*ASSIGNED TASK*
Return every line of the data below that includes the string "TransportError".

Collected data entries

/// Unit tests for request construction.
///
/// Field names and paths are the gateway's wire contract; these tests pin
/// them per endpoint, including the spots where the gateway is inconsistent.
use serde_json::json;
use tokopay_sdk::api::*;
use tokopay_sdk::encoding::{amount_json_value, amount_query_value};
use tokopay_sdk::{sign, CreateOrderParams, Credentials, OrderItem, PaymentMethod};

const BASE: &str = "https://api.tokopay.id";

fn creds() -> Credentials {
    Credentials::new("M123", "secret").unwrap()
}

#[test]
fn test_endpoint_methods_and_paths() {
    let cases = [
        (Endpoint::MerchantBalance, HttpMethod::Get, "/v1/merchant/balance"),
        (Endpoint::OrderQuery, HttpMethod::Get, "/v1/order"),
        (Endpoint::CreateOrder, HttpMethod::Post, "/v1/order"),
        (Endpoint::TarikSaldo, HttpMethod::Post, "/v1/merchant/tarik-saldo"),
        (Endpoint::RetryOrder, HttpMethod::Post, "/v1/order/retry"),
        (Endpoint::CancelOrder, HttpMethod::Post, "/v1/order/cancel"),
    ];
    for (endpoint, method, path) in cases {
        assert_eq!(endpoint.method(), method);
        assert_eq!(endpoint.path(), path);
    }
}

#[test]
fn test_merchant_balance_query() {
    let req = merchant_balance(BASE, &creds());
    assert_eq!(req.method(), HttpMethod::Get);
    assert_eq!(req.url, "https://api.tokopay.id/v1/merchant/balance");
    assert_eq!(
        req.params,
        Params::Query(vec![
            ("merchant", "M123".to_string()),
            ("signature", sign("M123", "secret", None)),
        ])
    );
    assert!(req.query_param("secret").is_none());
}

#[test]
fn test_order_query_uses_raw_secret_and_ref_id() {
    let req = order_query(BASE, &creds(), "INV-1", PaymentMethod::Gopay, 100.0);
    assert_eq!(req.url, "https://api.tokopay.id/v1/order");
    assert_eq!(req.query_param("merchant"), Some("M123"));
    assert_eq!(req.query_param("secret"), Some("secret"));
    assert_eq!(req.query_param("ref_id"), Some("INV-1"));
    assert_eq!(req.query_param("nominal"), Some("100"));
    assert_eq!(req.query_param("metode"), Some("GOPAY"));
    assert!(req.query_param("signature").is_none());
    assert!(req.body().is_none());
}

#[test]
fn test_create_order_body_minimal() {
    let params = CreateOrderParams::new("DANA", "INV-2", 15000.0, "John Doe", "john@example.com");
    let req = create_order(BASE, &creds(), &params, PaymentMethod::Dana).unwrap();
    assert_eq!(req.method(), HttpMethod::Post);
    assert_eq!(req.url, "https://api.tokopay.id/v1/order");
    assert_eq!(
        req.body().unwrap(),
        &json!({
            "merchant_id": "M123",
            "kode_channel": "DANA",
            "reff_id": "INV-2",
            "amount": 15000,
            "customer_name": "John Doe",
            "customer_email": "john@example.com",
            "expired_ts": 0,
            "signature": sign("M123", "secret", Some("INV-2")),
        })
    );
}

#[test]
fn test_create_order_body_with_optionals() {
    let params = CreateOrderParams::new("BRIVA", "INV-3", 25000.5, "Jane", "jane@example.com")
        .customer_phone("081234567890")
        .redirect_url("https://shop.example.com/callback")
        .expired_ts(1_700_000_000)
        .items(vec![OrderItem {
            product_code: "SKU-1".into(),
            name: "Test Product".into(),
            price: 25000.5,
            product_url: Some("https://shop.example.com/p/1".into()),
            image_url: None,
        }]);
    let req = create_order(BASE, &creds(), &params, PaymentMethod::Briva).unwrap();
    let body = req.body().unwrap();
    assert_eq!(body["amount"], json!(25000.5));
    assert_eq!(body["customer_phone"], json!("081234567890"));
    assert_eq!(body["redirect_url"], json!("https://shop.example.com/callback"));
    assert_eq!(body["expired_ts"], json!(1_700_000_000u64));
    assert_eq!(
        body["items"],
        json!([{
            "product_code": "SKU-1",
            "name": "Test Product",
            "price": 25000.5,
            "product_url": "https://shop.example.com/p/1",
        }])
    );
    assert!(body.get("ref_id").is_none());
}

#[test]
fn test_tarik_saldo_body() {
    let req = tarik_saldo(BASE, &creds(), 50000.0);
    assert_eq!(req.url, "https://api.tokopay.id/v1/merchant/tarik-saldo");
    assert_eq!(
        req.body().unwrap(),
        &json!({
            "nominal": 50000,
            "merchant_id": "M123",
            "signature": sign("M123", "secret", None),
        })
    );
}

#[test]
fn test_retry_and_cancel_bodies() {
    let expected = json!({
        "merchant_id": "M123",
        "ref_id": "INV-9",
        "signature": sign("M123", "secret", Some("INV-9")),
    });

    let retry = retry_order(BASE, &creds(), "INV-9");
    assert_eq!(retry.url, "https://api.tokopay.id/v1/order/retry");
    assert_eq!(retry.body().unwrap(), &expected);

    let cancel = cancel_order(BASE, &creds(), "INV-9");
    assert_eq!(cancel.url, "https://api.tokopay.id/v1/order/cancel");
    assert_eq!(cancel.body().unwrap(), &expected);
}

#[test]
fn test_debug_output_redacts_secret() {
    let creds = Credentials::new("M123", "very-secret").unwrap();
    let req = order_query(BASE, &creds, "INV-1", PaymentMethod::Qris, 100.0);
    let debug = format!("{req:?}");
    assert!(debug.contains("INV-1"));
    assert!(debug.contains("<redacted>"));
    assert!(!debug.contains("very-secret"));
    // The real request still carries it.
    assert_eq!(req.query_param("secret"), Some("very-secret"));
}

#[test]
fn test_debug_output_redacts_signatures() {
    let creds = Credentials::new("M123", "very-secret").unwrap();
    let plain = sign("M123", "very-secret", None);
    let with_ref = sign("M123", "very-secret", Some("INV-1"));

    let balance = merchant_balance(BASE, &creds);
    let debug = format!("{balance:?}");
    assert!(!debug.contains(&plain));
    assert!(debug.contains("<redacted>"));
    assert_eq!(balance.query_param("signature"), Some(plain.as_str()));

    let withdrawal = tarik_saldo(BASE, &creds, 50000.0);
    let debug = format!("{withdrawal:?}");
    assert!(!debug.contains(&plain));
    assert!(debug.contains("M123"));
    assert_eq!(withdrawal.body().unwrap()["signature"], json!(plain));

    for req in [
        retry_order(BASE, &creds, "INV-1"),
        cancel_order(BASE, &creds, "INV-1"),
        create_order(
            BASE,
            &creds,
            &CreateOrderParams::new("DANA", "INV-1", 100.0, "John", "john@example.com"),
            PaymentMethod::Dana,
        )
        .unwrap(),
    ] {
        let debug = format!("{req:?}");
        assert!(!debug.contains(&with_ref), "{debug}");
        assert!(debug.contains("INV-1"));
    }
}

#[test]
fn test_amount_encoding() {
    assert_eq!(amount_query_value(100.0), "100");
    assert_eq!(amount_query_value(10_000.0), "10000");
    assert_eq!(amount_query_value(99.5), "99.5");
    assert_eq!(amount_json_value(100.0), json!(100));
    assert_eq!(amount_json_value(0.25), json!(0.25));
}
/// Response normalization.
///
/// Every call ends in exactly one of three places:
/// - the transport failed: [`classify_transport_error`] raises a [`TokopayError`];
/// - the payload is empty or malformed: [`normalize_payload`] raises;
/// - the payload is well formed: [`normalize_payload`] returns an
///   [`ApiOutcome`], which is either the success `data` or the gateway's own
///   business rejection. Rejections are returned, not raised, so callers can
///   tell "the network failed" apart from "the gateway said no".
use log::debug;
use serde::de::DeserializeOwned;
use serde::{Deserialize, Serialize};
use serde_json::Value;

use crate::errors::{ErrorCode, ErrorDetails, TokopayError};
use crate::transport::TransportError;

/// Literal status marker of a success envelope.
pub const SUCCESS_STATUS: &str = "Success";

/// A business-level rejection reported by the gateway.
#[derive(Debug, Clone, PartialEq, Serialize, Deserialize)]
pub struct RemoteError {
    pub status: String,
    pub message: String,
    pub code: String,
    #[serde(default, skip_serializing_if = "Option::is_none")]
    pub data: Option<Value>,
}

/// Result of a call that reached the gateway and got a well-formed answer.
#[derive(Debug, Clone, PartialEq)]
pub enum ApiOutcome<T> {
    Success(T),
    Rejected(RemoteError),
}

impl<T> ApiOutcome<T> {
    pub fn is_success(&self) -> bool {
        matches!(self, ApiOutcome::Success(_))
    }

    pub fn success(self) -> Option<T> {
        match self {
            ApiOutcome::Success(data) => Some(data),
            ApiOutcome::Rejected(_) => None,
        }
    }

    pub fn rejection(&self) -> Option<&RemoteError> {
        match self {
            ApiOutcome::Success(_) => None,
            ApiOutcome::Rejected(err) => Some(err),
        }
    }

    pub fn map<U>(self, f: impl FnOnce(T) -> U) -> ApiOutcome<U> {
        match self {
            ApiOutcome::Success(data) => ApiOutcome::Success(f(data)),
            ApiOutcome::Rejected(err) => ApiOutcome::Rejected(err),
        }
    }

    /// Collapse a rejection into a [`TokopayError`].
    ///
    /// The error code is the remote code when it names a known kind,
    /// otherwise `UNKNOWN_ERROR`; the rejection itself is kept in `details`.
    pub fn into_result(self) -> Result<T, TokopayError> {
        match self {
            ApiOutcome::Success(data) => Ok(data),
            ApiOutcome::Rejected(err) => {
                let code = err.code.parse().unwrap_or(ErrorCode::UnknownError);
                Err(TokopayError {
                    message: err.message.clone(),
                    status: err.status.clone(),
                    code,
                    details: Some(ErrorDetails::Rejected(err)),
                })
            }
        }
    }
}

impl ApiOutcome<Value> {
    /// Decode the success data into a typed model.
    pub fn decode<T: DeserializeOwned>(self) -> Result<ApiOutcome<T>, TokopayError> {
        match self {
            ApiOutcome::Success(data) => match serde_json::from_value(data.clone()) {
                Ok(typed) => Ok(ApiOutcome::Success(typed)),
                Err(e) => Err(TokopayError::new(
                    ErrorCode::InvalidResponse,
                    format!("Failed to decode response data: {e}"),
                )
                .with_details(ErrorDetails::Payload(data))),
            },
            ApiOutcome::Rejected(err) => Ok(ApiOutcome::Rejected(err)),
        }
    }
}

/// Map a transport failure to the structured error.
pub fn classify_transport_error(err: TransportError) -> TokopayError {
    let (code, message) = match err.status_code {
        Some(401) => (ErrorCode::AuthenticationError, "Authentication failed".to_string()),
        Some(400) => (ErrorCode::ValidationError, "Invalid request parameters".to_string()),
        Some(404) => (ErrorCode::OrderError, "Resource not found".to_string()),
        Some(_) => (ErrorCode::NetworkError, "Request failed".to_string()),
        None if err.message.is_empty() => {
            (ErrorCode::NetworkError, "Network request failed".to_string())
        }
        None => (ErrorCode::NetworkError, err.message.clone()),
    };
    debug!(
        "response.transport_error status_code={:?} code={}",
        err.status_code, code
    );
    TokopayError::new(code, message).with_details(ErrorDetails::Transport(err))
}

fn is_empty_payload(payload: &Value) -> bool {
    match payload {
        Value::Null => true,
        Value::String(s) => s.is_empty(),
        Value::Object(map) => map.is_empty(),
        _ => false,
    }
}

/// Render a status/message/code field that may arrive as a string or a
/// number. Falsy values (`""`, `0`, `false`) count as absent so the
/// caller's default applies.
fn field_as_string(payload: &Value, key: &str) -> Option<String> {
    match payload.get(key)? {
        Value::String(s) if !s.is_empty() => Some(s.clone()),
        Value::Number(n) if n.as_f64() != Some(0.0) => Some(n.to_string()),
        Value::Bool(true) => Some("true".to_string()),
        _ => None,
    }
}

/// Classify a successfully transported payload.
///
/// `rejection_code` is the code reported for a rejection whose payload
/// carries no `code` of its own.
pub fn normalize_payload(
    payload: Option<Value>,
    rejection_code: ErrorCode,
) -> Result<ApiOutcome<Value>, TokopayError> {
    let payload = match payload {
        Some(p) if !is_empty_payload(&p) => p,
        _ => {
            return Err(TokopayError::new(
                ErrorCode::EmptyResponse,
                "Empty response received",
            ))
        }
    };

    let status = payload.get("status").and_then(Value::as_str);
    if status != Some(SUCCESS_STATUS) {
        let rejection = RemoteError {
            status: field_as_string(&payload, "status").unwrap_or_else(|| "Error".to_string()),
            message: field_as_string(&payload, "message")
                .unwrap_or_else(|| "Request failed".to_string()),
            code: field_as_string(&payload, "code")
                .unwrap_or_else(|| rejection_code.as_str().to_string()),
            data: payload.get("data").filter(|d| !d.is_null()).cloned(),
        };
        debug!(
            "response.normalize rejected status={} code={}",
            rejection.status, rejection.code
        );
        return Ok(ApiOutcome::Rejected(rejection));
    }

    match payload.get("data") {
        Some(data) if !data.is_null() => Ok(ApiOutcome::Success(data.clone())),
        _ => Err(
            TokopayError::new(ErrorCode::InvalidResponse, "Response data is missing")
                .with_details(ErrorDetails::Payload(payload)),
        ),
    }
}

*EXERCISE RESULT*
use crate::transport::TransportError;
pub fn classify_transport_error(err: TransportError) -> TokopayError {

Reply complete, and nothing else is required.